How beer is made ?

 Beer is one of the most ancient and popular drinks consumed worldwide right after water and tea.




Beer can be classified as lager and ale. 
Lagers are prepared by bottom-fermenting yeasts (Saccharomyces carlsbergensis), that work at colder temperatures. Lagers have crips taste and are yellow in color.

Ales are prepared by the top-fermenting yeast (Saccharomyces cerevisiae), which works in warmer temperatures. Ales have richer and highly flavored and have a pale color.

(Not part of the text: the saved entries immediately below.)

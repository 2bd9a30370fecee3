//! Backtracking driver for the four-letter commafree code search,
//! Algorithm C of TAOCP Volume 4 Fascicle 5 §7.2.2.
//!
//! The search assigns at most one word per 4-cycle class, level by level.
//! Committing a word closes its prefix/suffix buckets and queues six
//! cross-matched (prefix, suffix) bucket pairs on the poison list; the
//! ensuing sweep either empties the list, reddens the open side of every
//! half-closed pair, or finds a fully closed pair and rejects the word.
//! All table writes are journaled, so abandoning a level rewinds in time
//! proportional to the changes it made.

mod table;

use crate::preprime::preprimes;
use crate::{Error, Word};
use log::{debug, trace};
use table::Table;
#[cfg(debug_assertions)]
use table::{BLUE, GREEN, RED};

/// Largest possible code size for alphabet size `m`: the number of
/// 4-cycle classes, (m^4 - m^2) / 4.
pub fn max_code_size(m: usize) -> usize {
    let m2 = m * m;
    (m2 * m2 - m2) / 4
}

fn alpha(m: usize, word: Word) -> u32 {
    let m = m as u32;
    word.iter().fold(0, |a, &d| a * m + u32::from(d))
}

#[derive(Debug)]
enum State {
    Enter,
    Try,
    Commit,
    Retry,
    Retreat,
    Done,
}

/// Exhaustive search for commafree codes of block length four over the
/// alphabet `0..m`.
///
/// Iterating yields every code the backtracking procedure visits, in
/// depth-first order; each code is a vector of at least `g` words, listed
/// in the order the levels committed them. The search is deterministic
/// and owns all of its state; dropping the iterator abandons it.
#[derive(Debug)]
pub struct Search {
    table: Table,
    /// alpha -> word digits, filled for the words of the 4-cycle classes.
    alf: Vec<Word>,
    /// alpha -> class id.
    alfc: Vec<u32>,
    /// Permutation of class ids; the first `f` are still free.
    free: Vec<u32>,
    ifree: Vec<u32>,
    /// Per-level trial word (alpha, or -1 for the no-word move).
    xs: Vec<i32>,
    /// Per-level class of the trial word.
    cs: Vec<u32>,
    /// Per-level slack after the move.
    ss: Vec<u32>,
    /// Per-level journal watermark at entry.
    us: Vec<usize>,
    level: usize,
    f: usize,
    s: u32,
    x: i32,
    c: u32,
    classes: usize,
    state: State,
}

impl Search {
    /// Set up the search for codes of at least `g` words over the
    /// alphabet `0..m`.
    ///
    /// `m` must lie in `2..=7` and `g` in `L - m(m-1) ..= L`, where
    /// `L = (m^4 - m^2) / 4` is the number of 4-cycle classes and the
    /// largest possible code size.
    pub fn new(m: usize, g: usize) -> Result<Search, Error> {
        if m < 2 || m > 7 {
            return Err(Error::AlphabetSize(m));
        }
        let classes = max_code_size(m);
        let min = classes - m * (m - 1);
        if g < min || g > classes {
            return Err(Error::Goal {
                m,
                goal: g,
                min,
                max: classes,
            });
        }

        let m4 = m * m * m * m;
        let mut table = Table::new(m);
        let mut alf = vec![[0; 4]; m4];
        let mut alfc = vec![0; m4];

        // the two symmetric duplicates that never enter the blue set
        let excluded = [alpha(m, [0, 1, 0, 0]), alpha(m, [1, 0, 0, 0])];

        let reps = preprimes(m, 4).filter(|&(_, j)| j == 4);
        for (cl, (rep, _)) in reps.enumerate() {
            table.init_class(cl);
            let mut word: Word = [rep[0], rep[1], rep[2], rep[3]];
            for _ in 0..4 {
                let a = alpha(m, word);
                alf[a as usize] = word;
                alfc[a as usize] = cl as u32;
                if !excluded.contains(&a) {
                    table.enroll(a, cl as u32);
                }
                word = [word[1], word[2], word[3], word[0]];
            }
        }

        debug!(
            "search: m={}, g={}, {} classes over {} candidate words",
            m,
            g,
            classes,
            m4 - m * m - 2
        );

        Ok(Search {
            table,
            alf,
            alfc,
            free: (0..classes as u32).collect(),
            ifree: (0..classes as u32).collect(),
            xs: vec![0; classes],
            cs: vec![0; classes],
            ss: vec![0; classes],
            us: vec![0; classes],
            level: 0,
            f: classes,
            s: (classes - g) as u32,
            x: 0,
            c: 0,
            classes,
            state: State::Enter,
        })
    }

    /// Choose the next trial word: scan the free classes for the fewest
    /// remaining blue words, then let the poison list promote a word
    /// whose commitment would force the most reddening.
    fn select(&mut self) {
        let alfc = &self.alfc;
        let t = &mut self.table;
        let m4 = t.m4;

        let mut r = 5;
        let mut cl = 0;
        for k in 0..self.f {
            let cls = self.free[k];
            let head = t.cloff + 4 * cls as usize;
            let n = t.mem[head + m4] - head as u32;
            if n < r {
                r = n;
                cl = cls;
                if r == 0 {
                    break;
                }
            }
        }

        let mut x: i32 = -1;
        if r > 0 {
            x = t.mem[t.cloff + 4 * cl as usize] as i32;
        }
        if r > 1 {
            // sweep the poison pairs for the largest bucket facing a
            // smaller open one; a word on the smaller side then kills
            // the whole larger side when committed
            let mut q = 0;
            let mut p = t.poison;
            let mut pp = t.mem[t.pp] as usize;
            while p < pp {
                let y = t.mem[p] as usize;
                let z = t.mem[p + 1] as usize;
                let yt = t.mem[y + m4] as usize;
                let zt = t.mem[z + m4] as usize;

                if y == yt || z == zt {
                    // a dead pair; swap the last pair into its place
                    pp -= 2;
                    if p != pp {
                        let (a, b) = (t.mem[pp], t.mem[pp + 1]);
                        t.store(p, a);
                        t.store(p + 1, b);
                    }
                } else {
                    debug_assert!(yt > y && zt > z);
                    let ylen = (yt - y) as u32;
                    let zlen = (zt - z) as u32;
                    if ylen >= zlen && ylen > q {
                        q = ylen;
                        x = t.mem[z] as i32;
                        cl = alfc[x as usize];
                    } else if ylen < zlen && zlen > q {
                        q = zlen;
                        x = t.mem[y] as i32;
                        cl = alfc[x as usize];
                    }
                    p += 2;
                }
            }
            t.store(t.pp, pp as u32);
        }

        self.x = x;
        self.c = cl;
    }

    /// Commit the trial word: make it green, append the six cross-matched
    /// poison pairs, and sweep the poison list. Returns false when the
    /// sweep finds a fully closed pair, i.e. the word is infeasible.
    fn try_word(&mut self) -> bool {
        let alfc = &self.alfc;
        let t = &mut self.table;
        let m4 = t.m4;
        let x = self.x as u32;

        t.green(x, self.c);

        // a length-i prefix of the new green word conflicts with every
        // word sharing its length-(4-i) suffix at an interior overlap,
        // and symmetrically; hence the affix cross-matching
        let [p1, p2, p3, s1, s2, s3] = t.affixes(x);
        let mut pp = t.mem[t.pp] as usize + 6;
        t.store(pp - 6, (t.affix_off(3) + p1) as u32);
        t.store(pp - 5, (t.affix_off(2) + s3) as u32);
        t.store(pp - 4, (t.affix_off(4) + p2) as u32);
        t.store(pp - 3, (t.affix_off(1) + s2) as u32);
        t.store(pp - 2, (t.affix_off(5) + p3) as u32);
        t.store(pp - 1, (t.affix_off(0) + s1) as u32);

        let mut p = t.poison;
        let mut feasible = true;
        while p < pp {
            let y = t.mem[p] as usize;
            let z = t.mem[p + 1] as usize;
            let yt = t.mem[y + m4] as usize;
            let zt = t.mem[z + m4] as usize;

            if y == yt || z == zt {
                // one side already empty; drop the pair
                pp -= 2;
                if p != pp {
                    let (a, b) = (t.mem[pp], t.mem[pp + 1]);
                    t.store(p, a);
                    t.store(p + 1, b);
                }
            } else if yt < y && zt < z {
                // both sides closed: the word is poisoned
                feasible = false;
                break;
            } else if yt > y && zt > z {
                p += 2;
            } else {
                // exactly one side closed; every blue word on the open
                // side dies. Emptying the open side first freezes its
                // cells against the removals below.
                let (open, tail) = if yt < y { (z, zt) } else { (y, yt) };
                t.store(open + m4, open as u32);
                for k in open..tail {
                    let dead = t.mem[k];
                    t.red(dead, alfc[dead as usize]);
                }
                pp -= 2;
                if p != pp {
                    let (a, b) = (t.mem[pp], t.mem[pp + 1]);
                    t.store(p, a);
                    t.store(p + 1, b);
                }
            }
        }
        t.store(t.pp, pp as u32);

        feasible
    }

    fn code(&self) -> Vec<Word> {
        self.xs
            .iter()
            .filter(|&&x| x >= 0)
            .map(|&x| self.alf[x as usize])
            .collect()
    }

    /// Debug-build consistency pass over the whole table, run after every
    /// committed transition.
    #[cfg(debug_assertions)]
    fn validate(&self) {
        let t = &self.table;
        let m = t.m;
        let m4 = t.m4;

        // colors are well-formed, the green count matches the line of
        // committed moves, and no free class retains a green member
        let mut greens = 0;
        for a in 0..m4 {
            let color = t.mem[a];
            debug_assert!(color == RED || color == BLUE || color == GREEN);
            if color == GREEN {
                greens += 1;
                let cls = self.alfc[a] as usize;
                debug_assert!(self.ifree[cls] as usize >= self.f);
            }
        }
        let committed = self.xs[..self.level].iter().filter(|&&x| x >= 0).count();
        debug_assert_eq!(greens, committed);

        // every open bucket holds blue words agreeing with the inverted
        // index
        let m2 = m * m;
        let m3 = m2 * m;
        let strides = [m3, m2, m, m3, m2, m];
        for (i, &stride) in strides.iter().enumerate() {
            let base = t.affix_off(i);
            let mut v = 0;
            while v < m4 {
                self.validate_bucket(base + v, base);
                v += stride;
            }
        }
        for cl in 0..self.classes {
            self.validate_bucket(t.cloff + 4 * cl, t.cloff);
        }
    }

    #[cfg(debug_assertions)]
    fn validate_bucket(&self, head: usize, base: usize) {
        let t = &self.table;
        let tail = t.mem[head + t.m4] as usize;
        if tail < head {
            // closed; contents are frozen and may be stale
            return;
        }
        for k in head..tail {
            let w = t.mem[k] as usize;
            debug_assert_eq!(t.mem[w], BLUE);
            debug_assert_eq!(t.mem[base - t.m4 + w] as usize, k);
        }
    }
}

impl Iterator for Search {
    type Item = Vec<Word>;

    fn next(&mut self) -> Option<Vec<Word>> {
        loop {
            match self.state {
                // C2: enter a level, or visit a full assignment
                State::Enter => {
                    if self.level == self.classes {
                        trace!("visit {:?}", &self.xs);
                        self.state = State::Retreat;
                        return Some(self.code());
                    }
                    self.select();
                    self.state = State::Try;
                }

                // C3: try the candidate
                State::Try => {
                    self.us[self.level] = self.table.mark();
                    self.table.bump();
                    if self.x < 0 {
                        // the no-word move is only open while slack
                        // remains, and never at the root
                        if self.s == 0 || self.level == 0 {
                            self.state = State::Retreat;
                        } else {
                            self.s -= 1;
                            self.state = State::Commit;
                        }
                    } else if self.try_word() {
                        self.state = State::Commit;
                    } else {
                        self.state = State::Retry;
                    }
                }

                // C4: make the move
                State::Commit => {
                    self.xs[self.level] = self.x;
                    self.cs[self.level] = self.c;
                    self.ss[self.level] = self.s;

                    // swap-delete class c from the free permutation
                    let p = self.ifree[self.c as usize] as usize;
                    self.f -= 1;
                    if p != self.f {
                        let y = self.free[self.f];
                        self.free[p] = y;
                        self.ifree[y as usize] = p as u32;
                        self.free[self.f] = self.c;
                        self.ifree[self.c as usize] = self.f as u32;
                    }

                    self.level += 1;
                    #[cfg(debug_assertions)]
                    self.validate();
                    self.state = State::Enter;
                }

                // C5: rewind the level, redden the candidate, try again
                State::Retry => {
                    self.table.rewind(self.us[self.level]);
                    self.table.bump();
                    self.table.red(self.x as u32, self.c);
                    #[cfg(debug_assertions)]
                    self.validate();
                    self.state = State::Enter;
                }

                // C6: retreat
                State::Retreat => {
                    if self.level == 0 {
                        trace!("search exhausted");
                        self.state = State::Done;
                        return None;
                    }
                    self.level -= 1;
                    self.x = self.xs[self.level];
                    self.c = self.cs[self.level];
                    self.f += 1;
                    if self.x >= 0 {
                        self.s = self.ss[self.level];
                        self.state = State::Retry;
                    } else {
                        // a no-word level has nothing to redden; keep
                        // retreating (slack is restored by the first
                        // word level below)
                        #[cfg(debug_assertions)]
                        self.validate();
                    }
                }

                State::Done => return None,
            }
        }
    }
}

Today we will discuss the process of beer making:

Starting with raw materials-




The brewing of beer is divided into the following steps:

  • Malting
  • Mashing
  • Boiling the wort with hops
  • Fermentation
  • Aging /maturing
  • Finishing

MALTING

  • Barley grains are steep in water at 10- 15.7 degrees celsius.
  • Then, germinated at 16 to 21degree celsius  for 5-7 days
  • Klin dried, to immediately stop the further germination
  • Crushed before use
* sprouts/ germ is removed
** Malt is the source of amylases and proteinases

MASHING

The purpose of mashing is to alleviate the solubility of valuable portions of malt and malt adjuncts.
  • Ground malt is mixed with water at 38 to 50 degrees celsius.
  • Then, cooked, boiled, and steamed malt adjuncts at a temperature of 100 degrees are mixed with ground malt.
  • This brings the temperature of cereal malt mash to 65 to 70 degrees ( Here, saccharification takes place; production of sugars from starch)
  • Now, again the temperature is raised above 75 degrees, to inactivate the enzymes
  • Insoluble materials settle down at the bottom, filtration is done and the mixture emerges as WORT
BOILING THE WORT WITH HOPS



  • Wort is taken and added with hops
  • Boiled for 2.5 hours, filtration is done to remove wort residues and precipitated protein
  • FINAL WORT is ready for fermentation
FERMENTATION



A special beer yeast for bottom fermentation is used, a strain of Saccharomyces carlsbergenesis

  • Cooled wort, temperature could vary from 3.3  to 14 degrees.
  • Fermentation is carried out for about 8 to 10 days
Q What actually happens during the process of fermentation?
  1.  Wort(Sugar) is converted to alcohol, carbon dioxide, glycerol, and acetic acid
  2. Protein the wort yield little amount of higher alcohols, acids, organic acids, and alcohol combine to form aromatic esters
  3. Foaming first increases and eventually decreases with the passing time
  4. At last, yeast flocculate at the top or settle down
AGING AND MATURING


  • Young green beer is stored in vats at zero degrees for several weeks or months
Q What happens while maturing?
  1. precipitation of proteins, yeast, resins, and other desirable substances takes place
  2. Beer becomes more clear and mellowed
  3. Esters and other compounds are formed that add flavors and aroma
  4. Body of the beer changes from harsh to smooth
FINISHING



After aging, 0.45- 0.52 % carbon dioxide is added to lager beer to make carbonated beer.
The alcohol content should be 3.8 % by weight.
Beer is pasteurized (60-61 degrees) or membrane filtered and then packed into cans and bottles.